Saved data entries
★ ★ ★ ★ ★ ★ ★
//! Output formatting for CLI commands.

use colored::Colorize;
use serde::Serialize;
use tabled::{Table, Tabled};

/// Output format.
#[derive(Debug, Clone, Copy, Default, PartialEq, Eq)]
pub enum OutputFormat {
    /// Human-readable table format.
    #[default]
    Table,
    /// JSON format.
    Json,
}

/// Print a list in the specified format.
pub fn print_output<T: Serialize + Tabled>(data: &[T], format: OutputFormat) {
    match format {
        OutputFormat::Table => {
            if data.is_empty() {
                println!("{}", "No items found.".dimmed());
            } else {
                println!("{}", Table::new(data));
            }
        }
        OutputFormat::Json => println!("{}", format_json(&data, "[]")),
    }
}

/// Print a single item. Tables fall back to pretty JSON.
pub fn print_single<T: Serialize>(data: &T, _format: OutputFormat) {
    println!("{}", format_json(data, "{}"));
}

pub fn print_success(message: &str) {
    println!("{} {}", "Success:".green().bold(), message);
}

pub fn print_info(message: &str) {
    println!("{} {}", "Info:".blue().bold(), message);
}

fn format_json<T: Serialize + ?Sized>(data: &T, fallback: &str) -> String {
    serde_json::to_string_pretty(data).unwrap_or_else(|_| fallback.to_string())
}
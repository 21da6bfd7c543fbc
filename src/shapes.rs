//! Geometric shapes used by the spatial index and the map fitters.
//!
//! [`Bounds`] is the axis-aligned rectangle the quad-tree partitions;
//! [`Area`] is the buffered quadrilateral around a road edge used for
//! containment tests; [`Circle`] and [`Grid`] cover the remaining
//! road-network shape kinds. [`Entity`] is the closed variant stored in the
//! quad-tree: every geometric kind the index can hold, with the shared
//! `get_type` / `touches` capability implemented per variant.

use std::sync::Arc;

use serde::{Deserialize, Serialize};

use crate::error::{Result, SanitizeError};
use crate::geo::{self, Location, Point, EARTH_RADIUS_M};
use crate::network::Edge;

/// Cross product of `(q - p) x (r - p)` in the lat/lon plane.
fn cross(p: Point, q: Point, r: Point) -> f64 {
    (q.lon - p.lon) * (r.lat - p.lat) - (q.lat - p.lat) * (r.lon - p.lon)
}

/// Planar segment intersection test in lat/lon coordinates.
pub(crate) fn segments_intersect(a1: Point, a2: Point, b1: Point, b2: Point) -> bool {
    let d1 = cross(b1, b2, a1);
    let d2 = cross(b1, b2, a2);
    let d3 = cross(a1, a2, b1);
    let d4 = cross(a1, a2, b2);

    if ((d1 > 0.0 && d2 < 0.0) || (d1 < 0.0 && d2 > 0.0))
        && ((d3 > 0.0 && d4 < 0.0) || (d3 < 0.0 && d4 > 0.0))
    {
        return true;
    }

    let on_segment = |p: Point, q: Point, r: Point| {
        r.lon >= p.lon.min(q.lon)
            && r.lon <= p.lon.max(q.lon)
            && r.lat >= p.lat.min(q.lat)
            && r.lat <= p.lat.max(q.lat)
    };

    (d1 == 0.0 && on_segment(b1, b2, a1))
        || (d2 == 0.0 && on_segment(b1, b2, a2))
        || (d3 == 0.0 && on_segment(a1, a2, b1))
        || (d4 == 0.0 && on_segment(a1, a2, b2))
}

/// Distance in meters from `p` to the segment `a`-`b`.
///
/// The foot of the perpendicular is found by projecting in plain degree
/// space, clamped to the segment; the returned value is the haversine
/// distance from `p` to that foot. A zero-length segment yields the
/// distance to `a`.
pub(crate) fn point_segment_distance(p: Point, a: Point, b: Point) -> f64 {
    let dx = b.lon - a.lon;
    let dy = b.lat - a.lat;
    let len2 = dx * dx + dy * dy;
    if len2 == 0.0 {
        return geo::distance_haversine(p.lat, p.lon, a.lat, a.lon);
    }
    let t = (((p.lon - a.lon) * dx + (p.lat - a.lat) * dy) / len2).clamp(0.0, 1.0);
    let foot = Point::new(a.lat + t * dy, a.lon + t * dx);
    geo::distance_haversine(p.lat, p.lon, foot.lat, foot.lon)
}

/// Axis-aligned rectangle defined by its southwest and northeast corners.
#[derive(Debug, Clone, Copy, PartialEq, Serialize, Deserialize)]
pub struct Bounds {
    pub sw: Point,
    pub ne: Point,
}

impl Bounds {
    pub fn new(sw: Point, ne: Point) -> Self {
        Self { sw, ne }
    }

    pub fn nw(&self) -> Point {
        Point::new(self.ne.lat, self.sw.lon)
    }

    pub fn se(&self) -> Point {
        Point::new(self.sw.lat, self.ne.lon)
    }

    /// Width in degrees of longitude.
    pub fn width(&self) -> f64 {
        self.ne.lon - self.sw.lon
    }

    /// Height in degrees of latitude.
    pub fn height(&self) -> f64 {
        self.ne.lat - self.sw.lat
    }

    pub fn center(&self) -> Point {
        Point::new(
            (self.sw.lat + self.ne.lat) / 2.0,
            (self.sw.lon + self.ne.lon) / 2.0,
        )
    }

    pub fn north_midpoint(&self) -> Point {
        Point::new(self.ne.lat, (self.sw.lon + self.ne.lon) / 2.0)
    }

    pub fn south_midpoint(&self) -> Point {
        Point::new(self.sw.lat, (self.sw.lon + self.ne.lon) / 2.0)
    }

    pub fn east_midpoint(&self) -> Point {
        Point::new((self.sw.lat + self.ne.lat) / 2.0, self.ne.lon)
    }

    pub fn west_midpoint(&self) -> Point {
        Point::new((self.sw.lat + self.ne.lat) / 2.0, self.sw.lon)
    }

    /// Inclusive point containment.
    pub fn contains(&self, p: &Point) -> bool {
        p.lat >= self.sw.lat && p.lat <= self.ne.lat && p.lon >= self.sw.lon && p.lon <= self.ne.lon
    }

    pub fn contains_location(&self, loc: &Location) -> bool {
        self.contains(&loc.point())
    }

    /// Both endpoints of the edge fall inside.
    pub fn contains_edge(&self, edge: &Edge) -> bool {
        self.contains(&edge.p1.point()) && self.contains(&edge.p2.point())
    }

    /// The edge's segment crosses the rectangle boundary.
    pub fn intersects_edge(&self, edge: &Edge) -> bool {
        self.intersects_segment(edge.p1.point(), edge.p2.point())
    }

    /// The segment `p1`-`p2` crosses any of the four boundary sides.
    pub fn intersects_segment(&self, p1: Point, p2: Point) -> bool {
        let corners = [self.nw(), self.ne, self.se(), self.sw];
        for i in 0..4 {
            if segments_intersect(p1, p2, corners[i], corners[(i + 1) % 4]) {
                return true;
            }
        }
        false
    }

    pub fn contains_or_intersects_edge(&self, edge: &Edge) -> bool {
        self.contains_edge(edge) || self.intersects_edge(edge)
    }

    pub fn contains_bounds(&self, other: &Bounds) -> bool {
        self.contains(&other.sw) && self.contains(&other.ne)
    }

    /// Axis-aligned overlap, boundary-touching included.
    pub fn intersects_bounds(&self, other: &Bounds) -> bool {
        self.sw.lat <= other.ne.lat
            && self.ne.lat >= other.sw.lat
            && self.sw.lon <= other.ne.lon
            && self.ne.lon >= other.sw.lon
    }

    /// Circle lies entirely inside: its center is contained and every
    /// boundary side keeps at least the radius away from the center.
    pub fn contains_circle(&self, circle: &Circle) -> bool {
        let center = circle.center.point();
        if !self.contains(&center) {
            return false;
        }
        let corners = [self.nw(), self.ne, self.se(), self.sw];
        (0..4).all(|i| {
            point_segment_distance(center, corners[i], corners[(i + 1) % 4]) >= circle.radius
        })
    }

    /// The circle boundary crosses the rectangle boundary: some side has
    /// points both inside and outside the circle. A bounds entirely inside
    /// a large circle does not intersect it.
    pub fn intersects_circle(&self, circle: &Circle) -> bool {
        let center = circle.center.point();
        let corners = [self.nw(), self.ne, self.se(), self.sw];
        let dist_to = |p: Point| geo::distance(center.lat, center.lon, p.lat, p.lon);
        for i in 0..4 {
            let a = corners[i];
            let b = corners[(i + 1) % 4];
            let min = point_segment_distance(center, a, b);
            let max = dist_to(a).max(dist_to(b));
            if min <= circle.radius && max >= circle.radius {
                return true;
            }
        }
        false
    }

    pub fn contains_or_intersects_circle(&self, circle: &Circle) -> bool {
        self.contains_circle(circle) || self.intersects_circle(circle)
    }

    /// Epsilon-inflated copy: each dimension grows by `factor` of its extent
    /// on each side. The quad-tree uses this for boundary-tolerant tests.
    pub fn inflate(&self, factor: f64) -> Bounds {
        let dlat = self.height() * factor;
        let dlon = self.width() * factor;
        Bounds::new(
            Point::new(self.sw.lat - dlat, self.sw.lon - dlon),
            Point::new(self.ne.lat + dlat, self.ne.lon + dlon),
        )
    }
}

/// Buffered quadrilateral around a road edge.
///
/// Corners are ordered v1-left, v2-left, v2-right, v1-right so consecutive
/// corners form the four boundary half-planes tested by [`Area::outside_edge`].
#[derive(Debug, Clone, PartialEq, Serialize, Deserialize)]
pub struct Area {
    pub corners: [Point; 4],
}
★ ★ ★ ★ ★ ★ ★
INSTRUCTIONS TO FOLLOW » Out of the entries, report each line that contains the word "tests".

ANSWER TO THIS PROBLEM »
//! containment tests; [`Circle`] and [`Grid`] cover the remaining
    /// on each side. The quad-tree uses this for boundary-tolerant tests.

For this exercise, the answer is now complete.